Cuando la placa fibrosa que recubre a la placa de arteriosclerosis se rompe, ya sea por el
crecimiento o bien por acción de los macrófagos, estamos ante la posibilidad de la ruptura
y fisura de la placa lipídica. Se puede generar una trombosis local y producir émbolos de
origen graso o bien de origen rojo sanguíneo. En este momento, cuando se produce la
lesión isquémica del territorio afectado, ya sea a nivel coronario causando infarto de
miocardio, a nivel de la arteriopatía periférica causando isquemia de miembros inferiores,
o a nivel cerebral causando un ACV completo establecido, o bien la muerte de origen
cardiovascular.
Hay que tener en cuenta tres condiciones fundamentales para la fisiopatología de
enfermedad cerebro vascular: la tensión parcial de oxígeno, el flujo sanguíneo cerebral y
la glucemia. Las neuronas presentan muy poca reserva de glucosa, así como de fosfato de
alta energía, para lo cual necesita un flujo sanguíneo cerebral de casi 60 ml/100g/min. Es
evidente que en la isquemia se encuentra caída del flujo, de la glucemia y de la tensión
parcial de oxígeno, produciéndose lesiones celulares irreversibles (decimos irreversible
porque las células pierden su capacidad de excitación y metabólica) cuando el flujo
sanguíneo cerebral cae por debajo de los 12 ml/100g/min.
Se conocen distintos tipos de isquemia a nivel cerebral:
• Isquemia cerebral focal
Es producto de una obstrucción arterial-trombótica o embólica, que habitualmente nunca
es completa, ya que existe un llenado parcial por vasos colaterales más o menos
importante. Esto hace que exista un área denominada penumbra isquémica, en la que si
bien el flujo sanguíneo cerebral es menor al normal (22 ml/100g/min) aún se preserva la
capacidad metabólica de las células neuronales. También permite conservar las neuronas,
y si se supera la causa de la trombosis, recuperarlas. Ya pasado un tiempo (15-30 minutos)

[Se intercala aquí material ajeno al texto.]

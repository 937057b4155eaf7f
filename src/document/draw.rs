//! Drawing text and raster images onto existing pages.
//!
//! New operators are appended as a separate content stream, and the page's
//! original streams are wrapped in `q … Q` so whatever graphics state they
//! leave behind cannot leak into the overlay.

use super::fonts::{encode_win_ansi, StandardFont};
use super::PdfDocument;
use crate::error::BoardError;
use crate::store::ImageFormat;
use flate2::write::ZlibEncoder;
use flate2::Compression;
use image::codecs::jpeg::JpegDecoder;
use image::{ExtendedColorType, ImageDecoder};
use lopdf::content::{Content, Operation};
use lopdf::{Dictionary, Object, ObjectId, Stream, StringFormat};
use std::io::{Cursor, Write};

/// An RGB colour with components in `[0, 1]`.
#[derive(Debug, Clone, Copy, PartialEq)]
pub struct Rgb(pub f32, pub f32, pub f32);

impl Rgb {
    pub const BLACK: Rgb = Rgb(0.0, 0.0, 0.0);

    pub fn gray(level: f32) -> Self {
        Rgb(level, level, level)
    }
}

/// Placement and styling for [`PdfDocument::draw_text`].
#[derive(Debug, Clone)]
pub struct TextOptions {
    pub x: f32,
    pub y: f32,
    pub size: f32,
    pub font: StandardFont,
    pub color: Rgb,
    /// Counter-clockwise rotation about `(x, y)`, in degrees.
    pub rotation: f32,
    /// Fill opacity in `[0, 1]`; `None` leaves the page default.
    pub opacity: Option<f32>,
}

impl TextOptions {
    /// 12 pt black Helvetica at `(x, y)`.
    pub fn at(x: f32, y: f32) -> Self {
        Self {
            x,
            y,
            size: 12.0,
            font: StandardFont::Helvetica,
            color: Rgb::BLACK,
            rotation: 0.0,
            opacity: None,
        }
    }
}

/// An image XObject added to a document, ready to be painted.
#[derive(Debug, Clone, Copy)]
pub struct EmbeddedImage {
    pub(crate) id: ObjectId,
    /// Natural width in pixels.
    pub width: u32,
    /// Natural height in pixels.
    pub height: u32,
}

impl PdfDocument {
    /// Advance width of `text` in points, from the font's AFM metrics.
    pub fn text_width(text: &str, font: StandardFont, size: f32) -> f32 {
        font.width_of_text_at_size(text, size)
    }

    /// Draw a single line of text on page `index`.
    pub fn draw_text(
        &mut self,
        index: usize,
        text: &str,
        opts: &TextOptions,
    ) -> Result<(), BoardError> {
        let page_id = self.page_id(index)?;
        let font_id = self.font_object(opts.font);
        let font = self.add_resource(page_id, b"Font", "F", font_id)?;

        let mut ops = vec![Operation::new("q", vec![])];
        if let Some(alpha) = opts.opacity {
            let alpha = alpha.clamp(0.0, 1.0);
            let gs_id = self.doc.add_object(Dictionary::from_iter([
                ("Type", Object::Name(b"ExtGState".to_vec())),
                ("ca", Object::Real(alpha)),
                ("CA", Object::Real(alpha)),
            ]));
            let gs = self.add_resource(page_id, b"ExtGState", "GS", gs_id)?;
            ops.push(Operation::new("gs", vec![Object::Name(gs.into_bytes())]));
        }

        let Rgb(r, g, b) = opts.color;
        let (sin, cos) = opts.rotation.to_radians().sin_cos();
        ops.extend([
            Operation::new("rg", vec![r.into(), g.into(), b.into()]),
            Operation::new("BT", vec![]),
            Operation::new("Tf", vec![Object::Name(font.into_bytes()), opts.size.into()]),
            Operation::new(
                "Tm",
                vec![
                    cos.into(),
                    sin.into(),
                    (-sin).into(),
                    cos.into(),
                    opts.x.into(),
                    opts.y.into(),
                ],
            ),
            Operation::new(
                "Tj",
                vec![Object::String(encode_win_ansi(text), StringFormat::Literal)],
            ),
            Operation::new("ET", vec![]),
            Operation::new("Q", vec![]),
        ]);
        self.append_content(page_id, ops)
    }

    /// Add an image XObject for `bytes` without painting it.
    pub fn embed_image(
        &mut self,
        bytes: &[u8],
        format: ImageFormat,
    ) -> Result<EmbeddedImage, BoardError> {
        let (stream, width, height) = match format {
            ImageFormat::Jpg => jpeg_xobject(bytes)?,
            ImageFormat::Png => self.png_xobject(bytes)?,
        };
        let id = self.doc.add_object(stream);
        Ok(EmbeddedImage { id, width, height })
    }

    /// Paint an embedded image into the rectangle `(x, y, width, height)`.
    pub fn draw_embedded(
        &mut self,
        index: usize,
        image: &EmbeddedImage,
        x: f32,
        y: f32,
        width: f32,
        height: f32,
    ) -> Result<(), BoardError> {
        let page_id = self.page_id(index)?;
        let name = self.add_resource(page_id, b"XObject", "Im", image.id)?;
        self.append_content(
            page_id,
            vec![
                Operation::new("q", vec![]),
                Operation::new(
                    "cm",
                    vec![width.into(), 0.into(), 0.into(), height.into(), x.into(), y.into()],
                ),
                Operation::new("Do", vec![Object::Name(name.into_bytes())]),
                Operation::new("Q", vec![]),
            ],
        )
    }

    /// Embed and paint an image in one step.
    #[allow(clippy::too_many_arguments)]
    pub fn draw_image(
        &mut self,
        index: usize,
        bytes: &[u8],
        format: ImageFormat,
        x: f32,
        y: f32,
        width: f32,
        height: f32,
    ) -> Result<(), BoardError> {
        let image = self.embed_image(bytes, format)?;
        self.draw_embedded(index, &image, x, y, width, height)
    }

    // ── Internals ─────────────────────────────────────────────────────────

    fn font_object(&mut self, font: StandardFont) -> ObjectId {
        if let Some(&id) = self.fonts.get(&font) {
            return id;
        }
        let id = self.doc.add_object(Dictionary::from_iter([
            ("Type", Object::Name(b"Font".to_vec())),
            ("Subtype", Object::Name(b"Type1".to_vec())),
            ("BaseFont", Object::Name(font.base_font().as_bytes().to_vec())),
            ("Encoding", Object::Name(b"WinAnsiEncoding".to_vec())),
        ]));
        self.fonts.insert(font, id);
        id
    }

    /// Register `target` under `/Resources/<category>` of the page and
    /// return the resource name. Reuses an existing entry for the same object.
    fn add_resource(
        &mut self,
        page_id: ObjectId,
        category: &[u8],
        prefix: &str,
        target: ObjectId,
    ) -> Result<String, BoardError> {
        let mut entries = self.category_dict(page_id, category);
        for (key, value) in entries.iter() {
            if value.as_reference().ok() == Some(target) {
                return Ok(String::from_utf8_lossy(key).into_owned());
            }
        }
        let name = (1..)
            .map(|n| format!("{prefix}{n}"))
            .find(|candidate| !entries.has(candidate.as_bytes()))
            .unwrap_or_else(|| prefix.to_string());
        entries.set(name.clone(), Object::Reference(target));

        let resources = self.page_resources_mut(page_id)?;
        resources.set(category.to_vec(), Object::Dictionary(entries));
        Ok(name)
    }

    /// Resolved copy of one resource category, empty when absent.
    fn category_dict(&self, page_id: ObjectId, category: &[u8]) -> Dictionary {
        let Some(resources) = self.inherited(page_id, b"Resources") else {
            return Dictionary::new();
        };
        let Ok(resources) = self.resolve(&resources).as_dict() else {
            return Dictionary::new();
        };
        resources
            .get(category)
            .ok()
            .and_then(|o| self.resolve(o).as_dict().ok())
            .cloned()
            .unwrap_or_default()
    }

    /// Mutable resource dictionary for the page, materialising an inherited
    /// or missing one onto the page first.
    fn page_resources_mut(&mut self, page_id: ObjectId) -> Result<&mut Dictionary, BoardError> {
        let own = self
            .doc
            .get_dictionary(page_id)
            .map_err(BoardError::pdf)?
            .get(b"Resources")
            .ok()
            .cloned();

        match own {
            Some(Object::Reference(id)) if self.doc.get_dictionary(id).is_ok() => {
                self.doc.get_dictionary_mut(id).map_err(BoardError::pdf)
            }
            Some(Object::Dictionary(_)) => self.own_resources(page_id),
            _ => {
                let inherited = self
                    .inherited(page_id, b"Resources")
                    .and_then(|o| self.resolve(&o).as_dict().ok().cloned())
                    .unwrap_or_default();
                self.page_dict_mut(page_id)?
                    .set("Resources", Object::Dictionary(inherited));
                self.own_resources(page_id)
            }
        }
    }

    fn own_resources(&mut self, page_id: ObjectId) -> Result<&mut Dictionary, BoardError> {
        self.page_dict_mut(page_id)?
            .get_mut(b"Resources")
            .and_then(Object::as_dict_mut)
            .map_err(BoardError::pdf)
    }

    /// Append operators after the page's existing content.
    fn append_content(&mut self, page_id: ObjectId, ops: Vec<Operation>) -> Result<(), BoardError> {
        let body = Content { operations: ops }
            .encode()
            .map_err(|e| BoardError::Internal(format!("content encoding failed: {}", e)))?;

        let existing: Vec<Object> = {
            let page = self.doc.get_dictionary(page_id).map_err(BoardError::pdf)?;
            match page.get(b"Contents") {
                Ok(Object::Array(items)) => items.clone(),
                Ok(Object::Reference(id)) => match self.doc.get_object(*id) {
                    Ok(Object::Array(items)) => items.clone(),
                    Ok(_) => vec![Object::Reference(*id)],
                    Err(_) => vec![],
                },
                _ => vec![],
            }
        };

        let contents = if existing.is_empty() {
            let id = self.doc.add_object(Stream::new(Dictionary::new(), body));
            vec![Object::Reference(id)]
        } else {
            let pre = self.doc.add_object(Stream::new(Dictionary::new(), b"q\n".to_vec()));
            let mut tail = b"\nQ\n".to_vec();
            tail.extend_from_slice(&body);
            let post = self.doc.add_object(Stream::new(Dictionary::new(), tail));
            let mut all = Vec::with_capacity(existing.len() + 2);
            all.push(Object::Reference(pre));
            all.extend(existing);
            all.push(Object::Reference(post));
            all
        };
        self.page_dict_mut(page_id)?
            .set("Contents", Object::Array(contents));
        Ok(())
    }

    fn png_xobject(&mut self, bytes: &[u8]) -> Result<(Stream, u32, u32), BoardError> {
        let img = image::load_from_memory_with_format(bytes, image::ImageFormat::Png)
            .map_err(BoardError::image)?;
        let (width, height) = (img.width(), img.height());

        let mut dict = image_dict(width, height, "DeviceRGB");
        dict.set("Filter", Object::Name(b"FlateDecode".to_vec()));

        if img.color().has_alpha() {
            let alpha: Vec<u8> = img.to_rgba8().pixels().map(|p| p[3]).collect();
            let mut mask_dict = image_dict(width, height, "DeviceGray");
            mask_dict.set("Filter", Object::Name(b"FlateDecode".to_vec()));
            let mask_id = self.doc.add_object(Stream::new(mask_dict, deflate(&alpha)?));
            dict.set("SMask", Object::Reference(mask_id));
        }

        let rgb = img.to_rgb8();
        Ok((Stream::new(dict, deflate(rgb.as_raw())?), width, height))
    }
}

fn jpeg_xobject(bytes: &[u8]) -> Result<(Stream, u32, u32), BoardError> {
    let decoder = JpegDecoder::new(Cursor::new(bytes)).map_err(BoardError::image)?;
    let (width, height) = decoder.dimensions();
    let color_space = match decoder.original_color_type() {
        ExtendedColorType::L8 => "DeviceGray",
        ExtendedColorType::Cmyk8 => "DeviceCMYK",
        _ => "DeviceRGB",
    };
    let mut dict = image_dict(width, height, color_space);
    dict.set("Filter", Object::Name(b"DCTDecode".to_vec()));
    // Already compressed; keep lopdf from deflating it again.
    let mut stream = Stream::new(dict, bytes.to_vec());
    stream.allows_compression = false;
    Ok((stream, width, height))
}

fn image_dict(width: u32, height: u32, color_space: &str) -> Dictionary {
    Dictionary::from_iter([
        ("Type", Object::Name(b"XObject".to_vec())),
        ("Subtype", Object::Name(b"Image".to_vec())),
        ("Width", Object::Integer(i64::from(width))),
        ("Height", Object::Integer(i64::from(height))),
        ("ColorSpace", Object::Name(color_space.as_bytes().to_vec())),
        ("BitsPerComponent", Object::Integer(8)),
    ])
}

fn deflate(raw: &[u8]) -> Result<Vec<u8>, BoardError> {
    let mut encoder = ZlibEncoder::new(Vec::new(), Compression::default());
    encoder
        .write_all(raw)
        .and_then(|_| encoder.finish())
        .map_err(|e| BoardError::Internal(format!("deflate failed: {}", e)))
}

#[cfg(test)]
pub(crate) mod tests {
    use super::super::testutil::*;
    use super::*;
    use image::{DynamicImage, Rgba, RgbaImage};

    pub fn png_bytes(w: u32, h: u32, alpha: u8) -> Vec<u8> {
        let img = DynamicImage::ImageRgba8(RgbaImage::from_pixel(w, h, Rgba([10, 20, 30, alpha])));
        let mut buf = Vec::new();
        img.write_to(&mut Cursor::new(&mut buf), image::ImageFormat::Png).unwrap();
        buf
    }

    pub fn jpeg_bytes(w: u32, h: u32) -> Vec<u8> {
        let pixels = image::RgbImage::from_pixel(w, h, image::Rgb([200, 10, 10]));
        let img = DynamicImage::ImageRgb8(pixels);
        let mut buf = Vec::new();
        img.write_to(&mut Cursor::new(&mut buf), image::ImageFormat::Jpeg).unwrap();
        buf
    }

    #[test]
    fn drawn_text_is_extractable() {
        let mut doc = PdfDocument::load(&blank_pdf(1)).unwrap();
        doc.draw_text(0, "Hello overlay", &TextOptions::at(50.0, 50.0)).unwrap();
        let text = crate::codec::extract_text(&doc.save().unwrap()).unwrap();
        assert!(text.contains("Hello overlay"), "got: {text}");
    }

    #[test]
    fn overlay_keeps_original_content() {
        let mut doc = PdfDocument::load(&sample_pdf(1)).unwrap();
        let mut opts = TextOptions::at(10.0, 10.0);
        opts.opacity = Some(0.5);
        opts.rotation = 45.0;
        opts.font = StandardFont::HelveticaBold;
        doc.draw_text(0, "DRAFT", &opts).unwrap();
        let text = crate::codec::extract_text(&doc.save().unwrap()).unwrap();
        assert!(text.contains("---\nPage 1") && text.contains("DRAFT"), "got: {text}");
    }

    #[test]
    fn png_with_alpha_gets_soft_mask() {
        let mut doc = PdfDocument::load(&blank_pdf(1)).unwrap();
        let img = doc.embed_image(&png_bytes(4, 3, 128), ImageFormat::Png).unwrap();
        assert_eq!((img.width, img.height), (4, 3));
        let dict = doc.doc.get_object(img.id).unwrap().as_stream().unwrap().dict.clone();
        assert!(dict.has(b"SMask"));
    }

    #[test]
    fn jpeg_is_embedded_as_dct() {
        let mut doc = PdfDocument::load(&blank_pdf(1)).unwrap();
        let jpg = jpeg_bytes(8, 6);
        doc.draw_image(0, &jpg, ImageFormat::Jpg, 0.0, 0.0, 80.0, 60.0).unwrap();
        let bytes = doc.save().unwrap();
        assert!(crate::codec::page_has_image(&bytes, 0).unwrap());
    }

    #[test]
    fn garbage_image_is_a_format_error() {
        let mut doc = PdfDocument::load(&blank_pdf(1)).unwrap();
        assert!(matches!(
            doc.embed_image(b"nope", ImageFormat::Png),
            Err(BoardError::Format { .. })
        ));
    }
}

la lesión se hace irreversible y dependiendo de la extensión y localización de la isquemia
focal va a dar, o no, sintomatología clínica, como así también puede presentar hallazgos, o
no, en los análisis de imágenes complementarios.
• Isquemia cerebral global
Aparece cuando existe paro cardíaco, asistolia, o fibrilación ventricular. Si el tiempo de la
isquemia cerebral se prolonga durante 10 segundos, habitualmente no hay recuperación
de la conciencia y existe necrosis neuronal selectiva ya que las neuronas a nivel cerebral
responden de diferente manera a la isquemia, tienen diferencia en la sensibilidad a la
misma (como se mencionó en la descripción de anatomía patológica).